- Work instructions -
Find the lines of data that contain the string "self", then list them.

Records excerpted from a collection:
--*--
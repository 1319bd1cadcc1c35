//! Shape clipping for the output raster.
//!
//! ## Mask Types
//!
//! - **Full**: every output pixel is drawn (square and rectangle outputs)
//! - **Circle**: only pixels whose centers fall inside the inscribed disk
//!   are drawn; the rest keep the background fill
//!
//! ## Algorithm
//!
//! Masks are evaluated per pixel at the pixel center and return a plain
//! membership test. There is no feathering, so every excluded pixel is
//! exactly the background color.

pub mod circle;

pub use circle::CircleMask;

use crate::output::Shape;

/// Clip region for one output raster.
#[derive(Debug, Clone, Copy, PartialEq)]
pub enum ShapeMask {
    /// No clipping.
    Full,
    /// Disk inscribed in the output bounds.
    Circle(CircleMask),
}

impl ShapeMask {
    /// Check whether output pixel `(px, py)` is drawn.
    #[inline]
    pub fn contains(&self, px: u32, py: u32) -> bool {
        match self {
            ShapeMask::Full => true,
            ShapeMask::Circle(circle) => circle.contains(px, py),
        }
    }

    /// True when the mask excludes nothing.
    pub fn is_full(&self) -> bool {
        matches!(self, ShapeMask::Full)
    }
}

/// Build the clip region for a shape at the given output size.
///
/// `Circle` yields the disk centered at `(width / 2, height / 2)` with
/// radius `min(width, height) / 2`. `Square` and `Rectangle` clip nothing.
pub fn clip_region(shape: Shape, width: u32, height: u32) -> ShapeMask {
    match shape {
        Shape::Circle => ShapeMask::Circle(CircleMask::inscribed(width, height)),
        Shape::Square | Shape::Rectangle => ShapeMask::Full,
    }
}

#[cfg(test)]
mod tests {
    use super::*;

    #[test]
    fn test_square_and_rectangle_are_full() {
        for shape in [Shape::Square, Shape::Rectangle] {
            let mask = clip_region(shape, 20, 30);
            assert!(mask.is_full());
            assert!(mask.contains(0, 0));
            assert!(mask.contains(19, 29));
        }
    }

    #[test]
    fn test_circle_excludes_corners() {
        let mask = clip_region(Shape::Circle, 100, 100);
        assert!(!mask.is_full());
        assert!(mask.contains(50, 50));
        assert!(!mask.contains(0, 0));
        assert!(!mask.contains(99, 99));
    }

    #[test]
    fn test_circle_on_non_square_output() {
        let mask = clip_region(Shape::Circle, 50, 75);
        // Disk has radius 25 centered at (25, 37.5)
        assert!(mask.contains(25, 37));
        assert!(!mask.contains(25, 2));
        assert!(!mask.contains(25, 72));
    }

    #[test]
    fn test_circle_covers_about_pi_over_four() {
        let (w, h) = (200u32, 200u32);
        let mask = clip_region(Shape::Circle, w, h);
        let inside = (0..h)
            .flat_map(|y| (0..w).map(move |x| (x, y)))
            .filter(|&(x, y)| mask.contains(x, y))
            .count();
        let ratio = inside as f64 / (w * h) as f64;
        assert!((ratio - std::f64::consts::FRAC_PI_4).abs() < 0.01, "ratio {}", ratio);
    }
}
--*--
- Solution for this task -
    pub fn contains(&self, px: u32, py: u32) -> bool {
        match self {
    pub fn is_full(&self) -> bool {
        matches!(self, ShapeMask::Full)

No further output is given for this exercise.